Malam puncak Semarak Kemerdekaan ini diharapkan menjadi titik kulminasi yang mempererat tali persaudaraan, meningkatkan kreativitas generasi muda, dan menumbuhkan semangat nasionalisme. Namun, tanpa evaluasi kritis dan tindak lanjut yang jelas, acara ini berisiko menjadi rutinitas tahunan yang kehilangan makna. Untuk itu, saya mengusulkan beberapa langkah konkret. Pertama, Karang Taruna perlu merancang program pasca-kegiatan, seperti pelatihan kepemimpinan atau diskusi kelompok terfokus untuk membahas isu-isu lokal, sehingga semangat yang dibangun tidak memudar. Kedua, pemerintah desa dan universitas, termasuk Universitas Muhammadiyah Mataram yang mendukung kegiatan KKN, harus berkolaborasi untuk menyediakan akses pendidikan yang lebih baik, baik formal maupun nonformal, guna meningkatkan kecerdasan generasi muda. Ketiga, cinta tanah air perlu diwujudkan melalui proyek-proyek nyata, seperti pelestarian lingkungan atau pemberdayaan ekonomi lokal, yang melibatkan pemuda sebagai aktor utama.

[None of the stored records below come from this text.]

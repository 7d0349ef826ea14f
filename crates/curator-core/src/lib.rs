//! # curator-core
//!
//! The digest engine: embedding similarity, greedy seed clustering, the
//! old/recent temporal split, weighted cluster selection, category matching,
//! and the assembly pipeline that turns one of those into a delivered digest.
//!
//! Selection functions are pure. They take the current time and a random
//! number generator as arguments so callers (and tests) control both.
//!
//! ## Usage
//!
//! ```rust,ignore
//! use curator_core::{DigestAssembler, TemplateComposer};
//!
//! let assembler = DigestAssembler::new(quotes, categories, history,
//!     Arc::new(TemplateComposer::new()), delivery, settings.selection.clone());
//! let outcome = assembler.run_digest_cycle(Utc::now(), &mut rand::rng())?;
//! ```

pub mod assembly;
pub mod category;
pub mod clustering;
pub mod compose;
pub mod error;
pub mod plan;
pub mod ports;
pub mod selector;
pub mod similarity;
pub mod temporal;

pub use assembly::{CycleOutcome, DigestAssembler, DigestPreview};
pub use category::{
    category_embedding_text, embed_category, find_quotes_for_category, get_category_stats,
    refresh_category_embedding, CategoryStats, SampleQuote, ScoredQuote,
};
pub use clustering::{cluster_quotes, QuoteCluster};
pub use compose::{ComposedDigest, DigestComposer, TemplateComposer, DEFAULT_THEME};
pub use error::CuratorError;
pub use plan::{CategoryPlan, CuratorPlan, DigestPlan, MatchedQuote};
pub use ports::{
    CategoryRepository, DeliveryReceipt, DigestDelivery, HistoryRepository, QuoteRepository,
    TextEmbedder,
};
pub use selector::{pick_weighted, DigestSelector};
pub use similarity::{cosine_similarity, parse_embedding, similarity, EmbeddingInput};
pub use temporal::{split_cluster, split_clusters, DigestCluster, SplitMode, TemporalWindows};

Saya mengapresiasi kerja keras panitia, relawan, dan masyarakat Desa Samaguna yang telah bahu-membahu menyukseskan acara ini. Namun, keberhasilan sebuah kegiatan tidak hanya diukur dari kelancarannya, tetapi juga dari dampak nyata yang dihasilkan. Generasi muda Samaguna harus terus didorong untuk menjadi agen perubahan yang tidak hanya sportif dan cerdas, tetapi juga memiliki visi jelas untuk memajukan desa dan bangsa. Mari kita jadikan peringatan HUT RI ke-80 ini sebagai titik awal untuk membangun generasi yang mampu menjawab tantangan zaman dengan solusi inovatif dan semangat kebersamaan yang inklusif.
Sekali lagi, Dirgahayu Republik Indonesia! Semoga semangat kemerdekaan terus membara, bukan hanya dalam hati, tetapi juga dalam tindakan nyata demi Indonesia yang lebih baik.